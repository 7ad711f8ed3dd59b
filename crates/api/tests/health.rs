//! Surface-level HTTP behaviour: the health endpoint, 404s, request ids,
//! and CORS preflight.

mod common;

use axum::body::Body;
use axum::http::{Method, Request, StatusCode};
use common::{body_json, get};
use sqlx::PgPool;
use tower::ServiceExt;

/// `/health` answers 200 and reports the database as reachable.
#[sqlx::test(migrations = "../../db/migrations")]
async fn health_reports_ok_and_database_up(pool: PgPool) {
    let app = common::build_test_app(pool);
    let response = get(app, "/health").await;

    assert_eq!(response.status(), StatusCode::OK);
    let json = body_json(response).await;
    assert_eq!(json["status"], "ok");
    assert_eq!(json["database"], "up");
}

/// A path no route claims falls through to 404.
#[sqlx::test(migrations = "../../db/migrations")]
async fn missing_route_is_404(pool: PgPool) {
    let app = common::build_test_app(pool);
    let response = get(app, "/this-route-does-not-exist").await;

    assert_eq!(response.status(), StatusCode::NOT_FOUND);
}

/// When the client sends no request id, the server mints a UUID one.
#[sqlx::test(migrations = "../../db/migrations")]
async fn server_mints_a_request_id(pool: PgPool) {
    let app = common::build_test_app(pool);
    let response = get(app, "/health").await;

    let id = response
        .headers()
        .get("x-request-id")
        .expect("x-request-id header missing")
        .to_str()
        .unwrap();
    assert_eq!(id.len(), 36, "expected a hyphenated UUID, got: {id}");
    assert_eq!(id.chars().filter(|c| *c == '-').count(), 4);
}

/// A client-supplied request id survives to the response untouched.
#[sqlx::test(migrations = "../../db/migrations")]
async fn client_request_id_is_propagated(pool: PgPool) {
    let app = common::build_test_app(pool);

    let request = Request::builder()
        .uri("/health")
        .header("x-request-id", "trace-abc-123")
        .body(Body::empty())
        .unwrap();
    let response = app.oneshot(request).await.unwrap();

    assert_eq!(
        response.headers().get("x-request-id").unwrap(),
        "trace-abc-123"
    );
}

/// Preflight from a configured origin gets the origin echoed back, with
/// PATCH among the allowed methods and credentials permitted.
#[sqlx::test(migrations = "../../db/migrations")]
async fn preflight_allows_configured_origin(pool: PgPool) {
    let app = common::build_test_app(pool);

    let preflight = Request::builder()
        .method(Method::OPTIONS)
        .uri("/api/v1/schedules")
        .header("Origin", "http://localhost:5173")
        .header("Access-Control-Request-Method", "GET")
        .header("Access-Control-Request-Headers", "content-type")
        .body(Body::empty())
        .unwrap();
    let response = app.oneshot(preflight).await.unwrap();

    assert_eq!(response.status(), StatusCode::OK);

    let headers = response.headers();
    assert_eq!(
        headers.get("access-control-allow-origin").unwrap(),
        "http://localhost:5173"
    );
    assert_eq!(headers.get("access-control-allow-credentials").unwrap(), "true");

    let methods = headers
        .get("access-control-allow-methods")
        .unwrap()
        .to_str()
        .unwrap();
    assert!(methods.contains("PATCH"), "got: {methods}");
}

*EXERCISE DETAILS*: Your answer should be the lines of the records that hold the string "await".

*RESULT OF THIS EXERCISE*:
    let response = get(app, "/health").await;
    let json = body_json(response).await;
    let response = get(app, "/this-route-does-not-exist").await;
    let response = get(app, "/health").await;
    let response = app.oneshot(request).await.unwrap();
    let response = app.oneshot(preflight).await.unwrap();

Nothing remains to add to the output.